Dialogar es una de las más maravillosas experiencias porque al hacer eso que llamamos "entendernos con otro", nos expande, nos multiplica por dos, nos deja asomarnos a otro yo que se nos ofrece con la misma curiosidad y afable entrega con que lo hacemos nosotros mismos. ¡Hablar con un semejante! ¡Y entenderse con él! Maravilloso, desde luego y dificilísimo, momento único y reñampagueante en el viajar por la vida que dura un tiempo y se destruye luego casi sin sentirlo. Y ello porque no es difícil que el otro pretenda algo que no queremos darle o nos niegue algo que nosotros deseamos. Con lo que ya está armada. Las palabras se hacen espinos y el diálogo se agría, previo a la ruptura. Por eso muchos viajeros, desconfiando de la posibilidad de encontrar alguien con quien hablar y no sintiendo especial afición, al menos de momento, por el soliloquio, se llevan algún libro. Los libros son compañeros de viaje muy cómodos porque son escogidos, no como los que nos depara el destino, no se imponen en momento alguno y están siempre dispuestos a contarnos su historia. Pero no responden salvo que el que los escribió hubiera previsto la pregunta, que hay mucho casos. El sistema FAQ no es un invento de la informática aunque ésta lo haya convertido en signo ubicuo del entendimiento universal.
¡Qué grato puede ser caminar y discurrir al tiempo! Hay cadencia entre el paso y el pensamiento. Y los objetos que nos salen al camino van también marcando el discurrir. Si uno transita por una pista forestal que atraviesa un bosque cerrado de robles no es lo mismo que cuando se cruza otro de encinas que, por sus copas, no pueden estar tan prietas como aquellos. Y en modo alguno suscitan las mismas ideas. Las encinas son árboles sagrados en muchas mitologías, simbolizan la fuerza y la justicia y eran uno de los árboles sagrados de los druidas; se siente uno protegido, espacioso, tranquilo. Los robles, en cambio, no menos sagrados, simbolizan el valor, asocia uno sus hojas lobuladas al coraje en la batalla, según la tradición germánica y se arma uno de ánimos. Y no, no es lo mismo.

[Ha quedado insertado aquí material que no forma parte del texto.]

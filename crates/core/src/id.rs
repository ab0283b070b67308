//! Unique identifiers for board entities.

use serde::{Deserialize, Serialize};
use ulid::Ulid;

/// Unique identifier for a Mission.
///
/// Mission ids are free-form strings: clients may pick their own (`"m1"`),
/// and the index assigns a generated one to any mission stored without it.
/// The empty string means "no id yet". Decoding trims like [`MissionId::new`].
#[derive(Debug, Clone, Default, PartialEq, Eq, PartialOrd, Ord, Hash, Serialize, Deserialize)]
#[serde(from = "String", into = "String")]
pub struct MissionId(String);

impl MissionId {
    /// Wrap an existing id.
    pub fn new(id: impl Into<String>) -> Self {
        Self(id.into().trim().to_string())
    }

    /// Generate a fresh unique id.
    pub fn generate() -> Self {
        Self(format!("m_{}", Ulid::new().to_string().to_lowercase()))
    }

    /// Whether the mission has no id yet.
    pub fn is_empty(&self) -> bool {
        self.0.is_empty()
    }

    /// Borrow as str.
    pub fn as_str(&self) -> &str {
        &self.0
    }
}

impl std::fmt::Display for MissionId {
    fn fmt(&self, f: &mut std::fmt::Formatter<'_>) -> std::fmt::Result {
        self.0.fmt(f)
    }
}

impl From<&str> for MissionId {
    fn from(s: &str) -> Self {
        Self::new(s)
    }
}

impl From<String> for MissionId {
    fn from(s: String) -> Self {
        Self::new(s)
    }
}

impl From<MissionId> for String {
    fn from(id: MissionId) -> Self {
        id.0
    }
}

/// Unique identifier for a TransitionEvent
#[derive(Debug, Clone, Copy, PartialEq, Eq, Hash, Serialize, Deserialize)]
pub struct EventId(Ulid);

impl EventId {
    /// Generate a new EventId
    pub fn new() -> Self {
        Self(Ulid::new())
    }
}

impl Default for EventId {
    fn default() -> Self {
        Self::new()
    }
}

impl std::fmt::Display for EventId {
    fn fmt(&self, f: &mut std::fmt::Formatter<'_>) -> std::fmt::Result {
        self.0.fmt(f)
    }
}

impl std::str::FromStr for EventId {
    type Err = ulid::DecodeError;

    fn from_str(s: &str) -> Result<Self, Self::Err> {
        Ok(Self(s.parse()?))
    }
}

/// Identifier for one execution attempt of a mission.
#[derive(Debug, Clone, PartialEq, Eq, Hash, Serialize, Deserialize)]
#[serde(transparent)]
pub struct SessionId(String);

impl SessionId {
    /// Generate a new SessionId
    pub fn new() -> Self {
        Self(format!("run_{}", Ulid::new().to_string().to_lowercase()))
    }

    /// Borrow as str.
    pub fn as_str(&self) -> &str {
        &self.0
    }
}

impl Default for SessionId {
    fn default() -> Self {
        Self::new()
    }
}

impl std::fmt::Display for SessionId {
    fn fmt(&self, f: &mut std::fmt::Formatter<'_>) -> std::fmt::Result {
        self.0.fmt(f)
    }
}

Por eso, cuando se vuelve a despedir al compañero circunstancial, se hace con ánimos muy distintos. Hay gentes a las que uno pierde de vista con agrado y otras de las que es doloroso y amargo despedirse. Y eso que siendo un viaje a ninguna parte, ni siquiera está claro por qué haya que despedirse de nadie.
(La imagen es un cuadro de Giovanni Boldini, un retrato de Mrs. Colin Campbel (1894). El retrato le costó al pintor un disgusto con Mr. Colin Campbell, cosa nada difícil de imaginar pensando en el posible diálogo que pudiera haberse entablado entre el artista y la modelo).